The mandatory statements required by the Regulations must be conspicuous and readily legible. The regulations further specify the mandatory statement shall:
- Be stated against a contrasting background and in at least 8 point type;
- appear to be a part of the advertisement;
- Clearly indicate the particular products to which it applies; and
- Not be concealed in unrequired designs.

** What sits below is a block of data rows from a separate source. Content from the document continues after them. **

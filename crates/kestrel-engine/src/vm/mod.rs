//! Kestrel runtime core
//!
//! The object model the compiled IR runs against:
//! - Values and interned property names
//! - Hidden classes with cached transitions and dictionary mode
//! - The object heap with its allocation and write-barrier interface
//! - Property access with single-entry inline caches
//! - Literal buffers, fast arrays, `arguments` objects and builtin hooks

pub mod arguments;
pub mod array;
pub mod builtins;
pub mod class;
pub mod heap;
pub mod identifier;
pub mod literal;
pub mod options;
pub mod property;
pub mod runtime;
pub mod value;

pub use class::{ClassId, ClassTable, PropertyDescriptor, PropertyFlags};
pub use heap::{ArgumentVector, GcScope, Heap, JsObject, NativeFn, ObjectId, ObjectKind};
pub use identifier::{IdentifierTable, SymbolId};
pub use literal::{Literal, LiteralBuffer};
pub use options::RuntimeOptions;
pub use property::{PropertyCacheEntry, PropertyKey};
pub use runtime::{CacheStats, Runtime};
pub use value::Value;

/// Runtime errors
///
/// The first three are JS exceptions raised by the runtime itself; they
/// become error objects when a handler catches them.
#[derive(Debug, thiserror::Error)]
pub enum VmError {
    /// TypeError raised by the runtime
    #[error("TypeError: {0}")]
    TypeError(String),

    /// RangeError raised by the runtime
    #[error("RangeError: {0}")]
    RangeError(String),

    /// ReferenceError raised by the runtime
    #[error("ReferenceError: {0}")]
    ReferenceError(String),

    /// A value thrown by user code
    #[error("Thrown value: {0:?}")]
    Thrown(Value),

    /// An exception reached the top level without a handler
    #[error("Uncaught {0}")]
    Uncaught(String),
}

impl VmError {
    pub fn type_error(msg: impl Into<String>) -> Self {
        VmError::TypeError(msg.into())
    }

    pub fn range_error(msg: impl Into<String>) -> Self {
        VmError::RangeError(msg.into())
    }

    pub fn reference_error(msg: impl Into<String>) -> Self {
        VmError::ReferenceError(msg.into())
    }

    /// Whether a `catch` handler may observe this error
    pub fn is_catchable(&self) -> bool {
        !matches!(self, VmError::Uncaught(_))
    }
}

/// Runtime result type
pub type VmResult<T> = Result<T, VmError>;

The Regulations go on to, in Section 30-6-A31a, to set forth certain restrictions. The regulation prohibits:
- Any statement that is false or misleading or in violation of the Connecticut Unfair Trade Practices Act;
- Any statement that is disparaging of a competitor’s products;
- Any statement, design, device or representation which is obscene or indecent;
- Any statement, picture or illustration referring to Easter, Holy Week, Mother’s Day or “Santa Claus,” or any reference to or depiction of any biblical character; however, reference to the Christmas holiday season is permitted if such reference does not include statements, pictures or illustrations on strictly religious themes;
- Any statement, picture or illustration implying that the consumption of alcoholic liquor enhances athletic prowess, or any statement, picture or illustration referring to any known athlete, if such statement, picture or illustration implies, or if the reader may reasonably infer, that the use of alcoholic liquor contributed to such known athlete’s athletic achievements;
- Any scene in which is portrayed a child or objects, such as toys, suggestive of the presence of a child or which in any manner portrays the likeness of a child or contains the use of figures or symbols which are customarily associated with children;
- Any offer of a prize or award to a consumer upon the completion of any contest in which there is a requirement to purchase the advertised product; provided no advertisement for alcoholic liquor shall promote a game of chance or a lottery; or
- With regard to any advertisement for wine, any statement, design, device or representation which relates to alcoholic content or which tends to create the impression that a wine is either “unfortified” or “fortified,” or has intoxicating qualities, or contains spirits.
The Regulation further prohibits any cooperative advertising as between a producer, manufacturer, bottler, importer or wholesaler and a retailer of alcoholic liquor.